LAS VEGAS (KTNV) — Nevada is short more than 7,500 nurses amid an ongoing "tripledemic" of COVID-19, RSV, and influenza, the Nevada Hospital Association reports.
Dr. Shiven Chaudry is an internal medicine specialist travels to different hospitals in the Las Vegas valley to help patients. He says the common factor shared by all our facilities is a significant shortage of personnel.
"There are a lot of people that are in the hallways waiting for care," Chaudry said. "They're also waiting for medicine and medications."
During this rise in patients with respiratory infections, he says the medical field is overwhelmed.
“It's definitely above what we're used to seeing, and I think it's also going to lead to burnout," Chaudry said.
But burnout is exactly what Dr. Kara Garner, the director of nursing services at Grand Canyon University, is trying to avoid by doing what she can to get more nurses in the field.
Garner says her students are going through a fast-track training program designed to deliver a bachelor of science in nursing degree in 16 months. The accelerated training is targeting the dire shortage of nurses in our state.
"It is extremely alarming," Garner said. "Fifty-five percent of the nurse workforce is 50 and over, so you have Baby Boomers retiring."
Grand Canyon University hopes to attract younger workers to the field and graduate hundreds of nursing students in 2023.
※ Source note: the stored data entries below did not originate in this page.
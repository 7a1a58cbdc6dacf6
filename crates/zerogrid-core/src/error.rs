//! Error taxonomy for the control plane.

use thiserror::Error;

/// Result alias used throughout the control plane.
pub type FabricResult<T> = Result<T, FabricError>;

/// Errors surfaced by `route` and the registry operations.
///
/// `CircuitBroken` is recovered inside the dispatcher; every other kind
/// reaches the original caller.
#[derive(Debug, Clone, Error, PartialEq)]
pub enum FabricError {
    #[error("service not found: {0}")]
    ServiceNotFound(String),

    #[error("service already registered: {0}")]
    AlreadyRegistered(String),

    #[error("invalid service definition: {0}")]
    InvalidDefinition(String),

    #[error("service {service} overloaded: queue holds {max_queue_size} requests")]
    CapacityExceeded {
        service: String,
        max_queue_size: usize,
    },

    #[error("service {service} unavailable: {reason}")]
    ServiceUnavailable { service: String, reason: String },

    #[error("request {request_id} timed out after {waited_ms}ms")]
    RequestTimeout { request_id: String, waited_ms: u64 },

    #[error("circuit broken: {0}")]
    CircuitBroken(String),

    #[error("upstream error: {0}")]
    Upstream(String),

    #[error("provisioning failed for {service}: {reason}")]
    Provisioning { service: String, reason: String },
}

/// Coarse classification used by the API layer.
#[derive(Debug, Clone, Copy, PartialEq, Eq)]
pub enum ErrorKind {
    NotFound,
    Conflict,
    Invalid,
    CapacityExceeded,
    ServiceUnavailable,
    RequestTimeout,
    CircuitBroken,
    UpstreamError,
}

impl FabricError {
    pub fn kind(&self) -> ErrorKind {
        match self {
            FabricError::ServiceNotFound(_) => ErrorKind::NotFound,
            FabricError::AlreadyRegistered(_) => ErrorKind::Conflict,
            FabricError::InvalidDefinition(_) => ErrorKind::Invalid,
            FabricError::CapacityExceeded { .. } => ErrorKind::CapacityExceeded,
            FabricError::ServiceUnavailable { .. } | FabricError::Provisioning { .. } => {
                ErrorKind::ServiceUnavailable
            }
            FabricError::RequestTimeout { .. } => ErrorKind::RequestTimeout,
            FabricError::CircuitBroken(_) => ErrorKind::CircuitBroken,
            FabricError::Upstream(_) => ErrorKind::UpstreamError,
        }
    }

    /// Only a broken circuit is retried internally against another instance.
    pub fn is_retryable(&self) -> bool {
        matches!(self, FabricError::CircuitBroken(_))
    }

    pub fn unavailable(service: &str, reason: impl Into<String>) -> Self {
        FabricError::ServiceUnavailable {
            service: service.to_string(),
            reason: reason.into(),
        }
    }
}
"When we send them out to the clinical settings, they have to work with everything. Contagious or not contagious, they do it all, so that when they get out in the field they are ready," Garner said.
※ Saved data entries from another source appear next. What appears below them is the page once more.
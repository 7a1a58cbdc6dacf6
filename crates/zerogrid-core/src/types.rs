//! Domain types shared across ZeroGrid crates.
//!
//! Service definitions are serializable so they can be loaded from
//! `zerogrid.toml` and returned by the API. Instance records carry
//! monotonic timestamps and are projected through [`InstanceView`]
//! whenever they leave the process.

use std::fmt;
use std::time::{Duration, SystemTime, UNIX_EPOCH};

use serde::{Deserialize, Serialize};
use tokio::time::Instant;

use crate::error::{FabricError, FabricResult};

/// Unique identifier for a registered service.
pub type ServiceId = String;

/// Unique identifier for an instance within a service.
pub type InstanceId = String;

// ── Service ───────────────────────────────────────────────────────

/// Specification for a service fronted by the load balancer.
#[derive(Debug, Clone, Serialize, Deserialize, PartialEq)]
pub struct ServiceDefinition {
    pub id: ServiceId,
    pub name: String,
    /// Free-form workload type ("http", "worker", "storage", ...).
    #[serde(rename = "type")]
    pub service_type: String,
    #[serde(default)]
    pub resources: ResourceRequirements,
    #[serde(default)]
    pub health: HealthCheckSpec,
    #[serde(default)]
    pub scaling: ScalingConfig,
}

impl ServiceDefinition {
    /// A definition with default resources, health check, and scaling.
    pub fn new(id: impl Into<String>, name: impl Into<String>, service_type: impl Into<String>) -> Self {
        Self {
            id: id.into(),
            name: name.into(),
            service_type: service_type.into(),
            resources: ResourceRequirements::default(),
            health: HealthCheckSpec::default(),
            scaling: ScalingConfig::default(),
        }
    }

    /// Reject definitions the autoscaler cannot honour.
    pub fn validate(&self) -> FabricResult<()> {
        let invalid = |msg: String| Err(FabricError::InvalidDefinition(format!("{}: {msg}", self.id)));

        if self.id.trim().is_empty() {
            return Err(FabricError::InvalidDefinition("service id is empty".to_string()));
        }
        if self.id.contains(':') {
            return invalid("service id must not contain ':'".to_string());
        }
        let s = &self.scaling;
        if s.max_instances == 0 {
            return invalid("max_instances must be at least 1".to_string());
        }
        if s.min_instances > s.max_instances {
            return invalid(format!(
                "min_instances ({}) exceeds max_instances ({})",
                s.min_instances, s.max_instances
            ));
        }
        if s.target_concurrency == 0 {
            return invalid("target_concurrency must be at least 1".to_string());
        }
        Ok(())
    }
}

/// Resource requirements per instance, passed through to the factory.
#[derive(Debug, Clone, Serialize, Deserialize, PartialEq)]
#[serde(default)]
pub struct ResourceRequirements {
    /// CPU in millicores.
    pub cpu_millis: u32,
    /// Memory limit in bytes.
    pub memory_bytes: u64,
}

impl Default for ResourceRequirements {
    fn default() -> Self {
        Self {
            cpu_millis: 1000,
            memory_bytes: 256 * 1024 * 1024,
        }
    }
}

/// Health check parameters.
#[derive(Debug, Clone, Serialize, Deserialize, PartialEq)]
#[serde(default)]
pub struct HealthCheckSpec {
    /// HTTP path to probe (e.g., "/healthz").
    pub path: String,
    /// Interval between readiness probes while an instance starts.
    #[serde(with = "crate::duration")]
    pub interval: Duration,
    /// How long an instance may take to become healthy.
    #[serde(with = "crate::duration")]
    pub timeout: Duration,
    /// Consecutive failed checks before a running instance is replaced.
    pub unhealthy_threshold: u32,
}

impl Default for HealthCheckSpec {
    fn default() -> Self {
        Self {
            path: "/healthz".to_string(),
            interval: Duration::from_secs(1),
            timeout: Duration::from_secs(30),
            unhealthy_threshold: 3,
        }
    }
}

/// Per-service scaling policy.
#[derive(Debug, Clone, Serialize, Deserialize, PartialEq)]
#[serde(default)]
pub struct ScalingConfig {
    pub min_instances: u32,
    pub max_instances: u32,
    /// Concurrent requests one instance is expected to serve.
    pub target_concurrency: u32,
    /// Queue depth that triggers a scale-up.
    pub scale_up_threshold: usize,
    /// Idle time before an instance may be removed. Falls back to the
    /// autoscaler's `scale_down_threshold` when unset.
    #[serde(
        with = "crate::duration::option",
        skip_serializing_if = "Option::is_none"
    )]
    pub scale_down_delay: Option<Duration>,
}

impl Default for ScalingConfig {
    fn default() -> Self {
        Self {
            min_instances: 0,
            max_instances: 100,
            target_concurrency: 10,
            scale_up_threshold: 5,
            scale_down_delay: None,
        }
    }
}

// ── Instance ──────────────────────────────────────────────────────

/// Lifecycle status of an instance.
#[derive(Debug, Clone, Copy, PartialEq, Eq, Serialize, Deserialize)]
#[serde(rename_all = "snake_case")]
pub enum InstanceStatus {
    Starting,
    Running,
    Draining,
    Stopped,
    Error,
}

impl fmt::Display for InstanceStatus {
    fn fmt(&self, f: &mut fmt::Formatter<'_>) -> fmt::Result {
        let s = match self {
            InstanceStatus::Starting => "starting",
            InstanceStatus::Running => "running",
            InstanceStatus::Draining => "draining",
            InstanceStatus::Stopped => "stopped",
            InstanceStatus::Error => "error",
        };
        f.write_str(s)
    }
}

/// One unit of compute serving a service.
#[derive(Debug, Clone)]
pub struct Instance {
    pub id: InstanceId,
    pub service_id: ServiceId,
    /// Address the upstream forwards to (host:port).
    pub endpoint: String,
    pub status: InstanceStatus,
    pub current_connections: u32,
    pub total_requests: u64,
    pub total_failures: u64,
    /// Exponential moving average of request latency.
    pub avg_latency_ms: f64,
    /// Consecutive failed health checks.
    pub health_failures: u32,
    pub started_at: Instant,
    pub last_activity_at: Instant,
}

impl Instance {
    /// A fresh instance in `Starting` state.
    pub fn new(id: impl Into<String>, service_id: impl Into<String>, endpoint: impl Into<String>) -> Self {
        let now = Instant::now();
        Self {
            id: id.into(),
            service_id: service_id.into(),
            endpoint: endpoint.into(),
            status: InstanceStatus::Starting,
            current_connections: 0,
            total_requests: 0,
            total_failures: 0,
            avg_latency_ms: 0.0,
            health_failures: 0,
            started_at: now,
            last_activity_at: now,
        }
    }

    pub fn is_running(&self) -> bool {
        self.status == InstanceStatus::Running
    }

    /// Starting or running: counts toward `max_instances`.
    pub fn is_live(&self) -> bool {
        matches!(self.status, InstanceStatus::Starting | InstanceStatus::Running)
    }

    /// Circuit breaker key for this instance.
    pub fn circuit_key(&self) -> String {
        circuit_key(&self.service_id, &self.id)
    }

    /// Time since the last dispatch or completion.
    pub fn idle_for(&self, now: Instant) -> Duration {
        now.saturating_duration_since(self.last_activity_at)
    }

    /// Serializable projection at `now`.
    pub fn view(&self, now: Instant) -> InstanceView {
        InstanceView {
            id: self.id.clone(),
            service_id: self.service_id.clone(),
            endpoint: self.endpoint.clone(),
            status: self.status,
            current_connections: self.current_connections,
            total_requests: self.total_requests,
            total_failures: self.total_failures,
            avg_latency_ms: self.avg_latency_ms,
            uptime_ms: now.saturating_duration_since(self.started_at).as_millis() as u64,
            idle_ms: self.idle_for(now).as_millis() as u64,
        }
    }
}

/// Composite `service:instance` key used by the circuit breaker.
pub fn circuit_key(service_id: &str, instance_id: &str) -> String {
    format!("{service_id}:{instance_id}")
}

/// Instance state as reported by the API.
#[derive(Debug, Clone, Serialize, Deserialize, PartialEq)]
pub struct InstanceView {
    pub id: InstanceId,
    pub service_id: ServiceId,
    pub endpoint: String,
    pub status: InstanceStatus,
    pub current_connections: u32,
    pub total_requests: u64,
    pub total_failures: u64,
    pub avg_latency_ms: f64,
    pub uptime_ms: u64,
    pub idle_ms: u64,
}

// ── Scaling ───────────────────────────────────────────────────────

/// Outcome of a scaling evaluation.
#[derive(Debug, Clone, Copy, PartialEq, Eq, Serialize, Deserialize)]
#[serde(rename_all = "snake_case")]
pub enum ScalingAction {
    ScaleUp,
    ScaleDown,
    None,
}

/// One entry in the scaling log.
#[derive(Debug, Clone, Serialize, Deserialize, PartialEq)]
pub struct ScalingEvent {
    pub action: ScalingAction,
    pub service_id: ServiceId,
    pub from_count: u32,
    pub to_count: u32,
    pub reason: String,
    /// Unix timestamp in milliseconds.
    pub timestamp: u64,
}

impl ScalingEvent {
    pub fn new(
        action: ScalingAction,
        service_id: &str,
        from_count: u32,
        to_count: u32,
        reason: impl Into<String>,
    ) -> Self {
        Self {
            action,
            service_id: service_id.to_string(),
            from_count,
            to_count,
            reason: reason.into(),
            timestamp: epoch_millis(),
        }
    }
}

// ── Circuit breaker ───────────────────────────────────────────────

#[derive(Debug, Clone, Copy, PartialEq, Eq, Serialize, Deserialize)]
#[serde(rename_all = "kebab-case")]
pub enum CircuitState {
    Closed,
    Open,
    HalfOpen,
}

impl fmt::Display for CircuitState {
    fn fmt(&self, f: &mut fmt::Formatter<'_>) -> fmt::Result {
        let s = match self {
            CircuitState::Closed => "closed",
            CircuitState::Open => "open",
            CircuitState::HalfOpen => "half-open",
        };
        f.write_str(s)
    }
}

/// Per-key breaker summary.
#[derive(Debug, Clone, Copy, PartialEq, Eq, Serialize, Deserialize)]
pub struct CircuitStats {
    pub state: CircuitState,
    pub failures: u32,
}

// ── Stats ─────────────────────────────────────────────────────────

/// Aggregate view returned by `LoadBalancer::get_stats`.
#[derive(Debug, Clone, Default, Serialize, Deserialize, PartialEq)]
pub struct LoadBalancerStats {
    pub active_instances: u32,
    pub total_instances: u32,
    pub queued_requests: usize,
    pub total_requests_served: u64,
    pub avg_latency_ms: f64,
    pub p95_latency_ms: f64,
    pub p99_latency_ms: f64,
    pub requests_per_second: f64,
    pub scaling_events: Vec<ScalingEvent>,
}

/// Current Unix epoch in milliseconds.
pub fn epoch_millis() -> u64 {
    SystemTime::now()
        .duration_since(UNIX_EPOCH)
        .unwrap_or_default()
        .as_millis() as u64
}

#[cfg(test)]
mod tests {
    use super::*;

    #[test]
    fn definition_defaults_match_control_plane_defaults() {
        let def = ServiceDefinition::new("api", "API", "http");
        assert_eq!(def.scaling.min_instances, 0);
        assert_eq!(def.scaling.max_instances, 100);
        assert_eq!(def.scaling.target_concurrency, 10);
        assert_eq!(def.scaling.scale_up_threshold, 5);
        assert!(def.validate().is_ok());
    }

    #[test]
    fn validate_rejects_inverted_bounds() {
        let mut def = ServiceDefinition::new("api", "API", "http");
        def.scaling.min_instances = 5;
        def.scaling.max_instances = 2;
        assert!(matches!(def.validate(), Err(FabricError::InvalidDefinition(_))));
    }

    #[test]
    fn validate_rejects_colon_in_id() {
        let def = ServiceDefinition::new("a:b", "AB", "http");
        assert!(def.validate().is_err());
    }

    #[test]
    fn definition_json_uses_type_field() {
        let def = ServiceDefinition::new("cdn", "CDN", "storage");
        let json = serde_json::to_value(&def).unwrap();
        assert_eq!(json["type"], "storage");
        assert_eq!(json["health"]["timeout"], "30s");
        assert!(json["scaling"].get("scale_down_delay").is_none());
    }

    #[test]
    fn circuit_state_serializes_kebab_case() {
        let json = serde_json::to_string(&CircuitState::HalfOpen).unwrap();
        assert_eq!(json, "\"half-open\"");
    }

    #[tokio::test(start_paused = true)]
    async fn instance_view_reports_idle_time() {
        let mut inst = Instance::new("i-1", "api", "127.0.0.1:9000");
        inst.status = InstanceStatus::Running;
        tokio::time::advance(Duration::from_millis(1500)).await;

        let view = inst.view(Instant::now());
        assert_eq!(view.idle_ms, 1500);
        assert_eq!(view.uptime_ms, 1500);
        assert_eq!(inst.circuit_key(), "api:i-1");
    }
}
Chaudry says he looks forward to the arrival of the new medical personnel. He says with many hospitals over capacity, the work can be exhausting.
"It's a little discouraging to be a health care worker when you have, you know, we've just come through the pandemic for two years, and it seems like we're getting back into something similar now," Chaudry said.
Garner says there are plenty of openings at the school for more students to apply, but still even though there is a shortage of beds and personnel, doctors say do not be discouraged from going to the hospitals if you need care.